--- Records for processing Enclosed Below ---

/// Planning event scripts
///
/// One event per line, `#` starts a comment:
///
/// ```text
/// landmark femurCenter 0 0 0
/// landmark hipCenter 0 0 100
/// varus +1
/// flexion -2
/// resection 5.5
/// remove hipCenter
/// ```
use nalgebra::Point3;
use nom::{
    branch::alt,
    bytes::complete::{tag, take_while1},
    character::complete::{i32 as signed_int, multispace0, multispace1},
    combinator::all_consuming,
    number::complete::double,
    sequence::{preceded, terminated},
    IResult,
};

use crate::error::{PlanError, Result};
use crate::landmark::LandmarkName;

/// An input event from the picking/UI layer.
#[derive(Debug, Clone, PartialEq)]
pub enum PlanEvent {
    PlaceLandmark {
        name: LandmarkName,
        position: Point3<f64>,
    },
    RemoveLandmark(LandmarkName),
    /// Varus/valgus step delta.
    VarusValgus(i32),
    /// Flexion/extension step delta.
    FlexionExtension(i32),
    /// Distal resection offset delta in mm.
    DistalResection(f64),
}

enum RawEvent<'a> {
    Landmark(&'a str, (f64, f64, f64)),
    Remove(&'a str),
    Varus(i32),
    Flexion(i32),
    Resection(f64),
}

/// Parse a whole script into events, in order.
pub fn parse_script(input: &str) -> Result<Vec<PlanEvent>> {
    let mut events = Vec::new();
    for (index, line) in input.lines().enumerate() {
        if let Some(event) = parse_line(line, index + 1)? {
            events.push(event);
        }
    }
    Ok(events)
}

/// Parse one line; blank and comment-only lines yield `None`.
pub fn parse_line(line: &str, line_number: usize) -> Result<Option<PlanEvent>> {
    let text = match line.split_once('#') {
        Some((before, _)) => before,
        None => line,
    };
    let text = text.trim();
    if text.is_empty() {
        return Ok(None);
    }

    let script_error = |message: String| PlanError::Script {
        line: line_number,
        message,
    };

    let (_, raw) = all_consuming(terminated(parse_event, multispace0))(text)
        .map_err(|_| script_error(format!("unrecognised event `{text}`")))?;

    let event = match raw {
        RawEvent::Landmark(name, (x, y, z)) => PlanEvent::PlaceLandmark {
            name: name.parse::<LandmarkName>().map_err(|e: PlanError| script_error(e.to_string()))?,
            position: Point3::new(x, y, z),
        },
        RawEvent::Remove(name) => PlanEvent::RemoveLandmark(
            name.parse::<LandmarkName>().map_err(|e: PlanError| script_error(e.to_string()))?,
        ),
        RawEvent::Varus(delta) => PlanEvent::VarusValgus(delta),
        RawEvent::Flexion(delta) => PlanEvent::FlexionExtension(delta),
        RawEvent::Resection(delta) => PlanEvent::DistalResection(delta),
    };
    Ok(Some(event))
}

fn parse_event(input: &str) -> IResult<&str, RawEvent<'_>> {
    alt((
        parse_landmark,
        parse_remove,
        parse_varus,
        parse_flexion,
        parse_resection,
    ))(input)
}

fn parse_landmark(input: &str) -> IResult<&str, RawEvent<'_>> {
    let (input, _) = tag("landmark")(input)?;
    let (input, name) = preceded(multispace1, parse_name)(input)?;
    let (input, position) = parse_vector3(input)?;
    Ok((input, RawEvent::Landmark(name, position)))
}

fn parse_remove(input: &str) -> IResult<&str, RawEvent<'_>> {
    let (input, _) = tag("remove")(input)?;
    let (input, name) = preceded(multispace1, parse_name)(input)?;
    Ok((input, RawEvent::Remove(name)))
}

fn parse_varus(input: &str) -> IResult<&str, RawEvent<'_>> {
    let (input, _) = tag("varus")(input)?;
    let (input, delta) = preceded(multispace1, signed_int)(input)?;
    Ok((input, RawEvent::Varus(delta)))
}

fn parse_flexion(input: &str) -> IResult<&str, RawEvent<'_>> {
    let (input, _) = tag("flexion")(input)?;
    let (input, delta) = preceded(multispace1, signed_int)(input)?;
    Ok((input, RawEvent::Flexion(delta)))
}

fn parse_resection(input: &str) -> IResult<&str, RawEvent<'_>> {
    let (input, _) = tag("resection")(input)?;
    let (input, delta) = preceded(multispace1, double)(input)?;
    Ok((input, RawEvent::Resection(delta)))
}

fn parse_name(input: &str) -> IResult<&str, &str> {
    take_while1(|c: char| !c.is_whitespace())(input)
}

fn parse_vector3(input: &str) -> IResult<&str, (f64, f64, f64)> {
    let (input, x) = preceded(multispace1, double)(input)?;
    let (input, y) = preceded(multispace1, double)(input)?;
    let (input, z) = preceded(multispace1, double)(input)?;
    Ok((input, (x, y, z)))
}

#[cfg(test)]
mod tests {
    use super::*;
    use crate::landmark::Landmark;

    #[test]
    fn test_parse_script() {
        let script = "\
# right femur
landmark femurCenter 0 0 0
landmark hipCenter 0.5 -1e1 100   # trailing comment

varus +1
varus -3
flexion 2
resection -4.5
remove hipCenter
";
        let events = parse_script(script).unwrap();
        assert_eq!(
            events,
            vec![
                PlanEvent::PlaceLandmark {
                    name: Landmark::FemurCenter.into(),
                    position: Point3::new(0.0, 0.0, 0.0),
                },
                PlanEvent::PlaceLandmark {
                    name: Landmark::HipCenter.into(),
                    position: Point3::new(0.5, -10.0, 100.0),
                },
                PlanEvent::VarusValgus(1),
                PlanEvent::VarusValgus(-3),
                PlanEvent::FlexionExtension(2),
                PlanEvent::DistalResection(-4.5),
                PlanEvent::RemoveLandmark(Landmark::HipCenter.into()),
            ]
        );
    }

    #[test]
    fn test_custom_landmark_names_are_kept() {
        let event = parse_line("landmark tibialTubercle 1 2 3", 1).unwrap();
        assert_eq!(
            event,
            Some(PlanEvent::PlaceLandmark {
                name: LandmarkName::Custom("tibialTubercle".to_string()),
                position: Point3::new(1.0, 2.0, 3.0),
            })
        );
    }

    #[test]
    fn test_errors_carry_line_numbers() {
        let err = parse_script("landmark femurCenter 0 0 0\nvarus 1.5\n").unwrap_err();
        assert!(matches!(err, PlanError::Script { line: 2, .. }));

        let err = parse_script("\n\nlandmark femurCenter 0 0\n").unwrap_err();
        assert!(matches!(err, PlanError::Script { line: 3, .. }));

        let err = parse_script("landmark 9lives 0 0 0").unwrap_err();
        assert!(matches!(err, PlanError::Script { line: 1, .. }));

        assert!(parse_script("rotate 5").is_err());
    }
}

--- End of Enclosed Records for processing ---

Work required: The records above are to be transcribed exactly, with nothing left out.

Exercise solution:
/// Planning event scripts
///
/// One event per line, `#` starts a comment:
///
/// ```text
/// landmark femurCenter 0 0 0
/// landmark hipCenter 0 0 100
/// varus +1
/// flexion -2
/// resection 5.5
/// remove hipCenter
/// ```
use nalgebra::Point3;
use nom::{
    branch::alt,
    bytes::complete::{tag, take_while1},
    character::complete::{i32 as signed_int, multispace0, multispace1},
    combinator::all_consuming,
    number::complete::double,
    sequence::{preceded, terminated},
    IResult,
};

use crate::error::{PlanError, Result};
use crate::landmark::LandmarkName;

/// An input event from the picking/UI layer.
#[derive(Debug, Clone, PartialEq)]
pub enum PlanEvent {
    PlaceLandmark {
        name: LandmarkName,
        position: Point3<f64>,
    },
    RemoveLandmark(LandmarkName),
    /// Varus/valgus step delta.
    VarusValgus(i32),
    /// Flexion/extension step delta.
    FlexionExtension(i32),
    /// Distal resection offset delta in mm.
    DistalResection(f64),
}

enum RawEvent<'a> {
    Landmark(&'a str, (f64, f64, f64)),
    Remove(&'a str),
    Varus(i32),
    Flexion(i32),
    Resection(f64),
}

/// Parse a whole script into events, in order.
pub fn parse_script(input: &str) -> Result<Vec<PlanEvent>> {
    let mut events = Vec::new();
    for (index, line) in input.lines().enumerate() {
        if let Some(event) = parse_line(line, index + 1)? {
            events.push(event);
        }
    }
    Ok(events)
}

/// Parse one line; blank and comment-only lines yield `None`.
pub fn parse_line(line: &str, line_number: usize) -> Result<Option<PlanEvent>> {
    let text = match line.split_once('#') {
        Some((before, _)) => before,
        None => line,
    };
    let text = text.trim();
    if text.is_empty() {
        return Ok(None);
    }

    let script_error = |message: String| PlanError::Script {
        line: line_number,
        message,
    };

    let (_, raw) = all_consuming(terminated(parse_event, multispace0))(text)
        .map_err(|_| script_error(format!("unrecognised event `{text}`")))?;

    let event = match raw {
        RawEvent::Landmark(name, (x, y, z)) => PlanEvent::PlaceLandmark {
            name: name.parse::<LandmarkName>().map_err(|e: PlanError| script_error(e.to_string()))?,
            position: Point3::new(x, y, z),
        },
        RawEvent::Remove(name) => PlanEvent::RemoveLandmark(
            name.parse::<LandmarkName>().map_err(|e: PlanError| script_error(e.to_string()))?,
        ),
        RawEvent::Varus(delta) => PlanEvent::VarusValgus(delta),
        RawEvent::Flexion(delta) => PlanEvent::FlexionExtension(delta),
        RawEvent::Resection(delta) => PlanEvent::DistalResection(delta),
    };
    Ok(Some(event))
}

fn parse_event(input: &str) -> IResult<&str, RawEvent<'_>> {
    alt((
        parse_landmark,
        parse_remove,
        parse_varus,
        parse_flexion,
        parse_resection,
    ))(input)
}

fn parse_landmark(input: &str) -> IResult<&str, RawEvent<'_>> {
    let (input, _) = tag("landmark")(input)?;
    let (input, name) = preceded(multispace1, parse_name)(input)?;
    let (input, position) = parse_vector3(input)?;
    Ok((input, RawEvent::Landmark(name, position)))
}

fn parse_remove(input: &str) -> IResult<&str, RawEvent<'_>> {
    let (input, _) = tag("remove")(input)?;
    let (input, name) = preceded(multispace1, parse_name)(input)?;
    Ok((input, RawEvent::Remove(name)))
}

fn parse_varus(input: &str) -> IResult<&str, RawEvent<'_>> {
    let (input, _) = tag("varus")(input)?;
    let (input, delta) = preceded(multispace1, signed_int)(input)?;
    Ok((input, RawEvent::Varus(delta)))
}

fn parse_flexion(input: &str) -> IResult<&str, RawEvent<'_>> {
    let (input, _) = tag("flexion")(input)?;
    let (input, delta) = preceded(multispace1, signed_int)(input)?;
    Ok((input, RawEvent::Flexion(delta)))
}

fn parse_resection(input: &str) -> IResult<&str, RawEvent<'_>> {
    let (input, _) = tag("resection")(input)?;
    let (input, delta) = preceded(multispace1, double)(input)?;
    Ok((input, RawEvent::Resection(delta)))
}

fn parse_name(input: &str) -> IResult<&str, &str> {
    take_while1(|c: char| !c.is_whitespace())(input)
}

fn parse_vector3(input: &str) -> IResult<&str, (f64, f64, f64)> {
    let (input, x) = preceded(multispace1, double)(input)?;
    let (input, y) = preceded(multispace1, double)(input)?;
    let (input, z) = preceded(multispace1, double)(input)?;
    Ok((input, (x, y, z)))
}

#[cfg(test)]
mod tests {
    use super::*;
    use crate::landmark::Landmark;

    #[test]
    fn test_parse_script() {
        let script = "\
# right femur
landmark femurCenter 0 0 0
landmark hipCenter 0.5 -1e1 100   # trailing comment

varus +1
varus -3
flexion 2
resection -4.5
remove hipCenter
";
        let events = parse_script(script).unwrap();
        assert_eq!(
            events,
            vec![
                PlanEvent::PlaceLandmark {
                    name: Landmark::FemurCenter.into(),
                    position: Point3::new(0.0, 0.0, 0.0),
                },
                PlanEvent::PlaceLandmark {
                    name: Landmark::HipCenter.into(),
                    position: Point3::new(0.5, -10.0, 100.0),
                },
                PlanEvent::VarusValgus(1),
                PlanEvent::VarusValgus(-3),
                PlanEvent::FlexionExtension(2),
                PlanEvent::DistalResection(-4.5),
                PlanEvent::RemoveLandmark(Landmark::HipCenter.into()),
            ]
        );
    }

    #[test]
    fn test_custom_landmark_names_are_kept() {
        let event = parse_line("landmark tibialTubercle 1 2 3", 1).unwrap();
        assert_eq!(
            event,
            Some(PlanEvent::PlaceLandmark {
                name: LandmarkName::Custom("tibialTubercle".to_string()),
                position: Point3::new(1.0, 2.0, 3.0),
            })
        );
    }

    #[test]
    fn test_errors_carry_line_numbers() {
        let err = parse_script("landmark femurCenter 0 0 0\nvarus 1.5\n").unwrap_err();
        assert!(matches!(err, PlanError::Script { line: 2, .. }));

        let err = parse_script("\n\nlandmark femurCenter 0 0\n").unwrap_err();
        assert!(matches!(err, PlanError::Script { line: 3, .. }));

        let err = parse_script("landmark 9lives 0 0 0").unwrap_err();
        assert!(matches!(err, PlanError::Script { line: 1, .. }));

        assert!(parse_script("rotate 5").is_err());
    }
}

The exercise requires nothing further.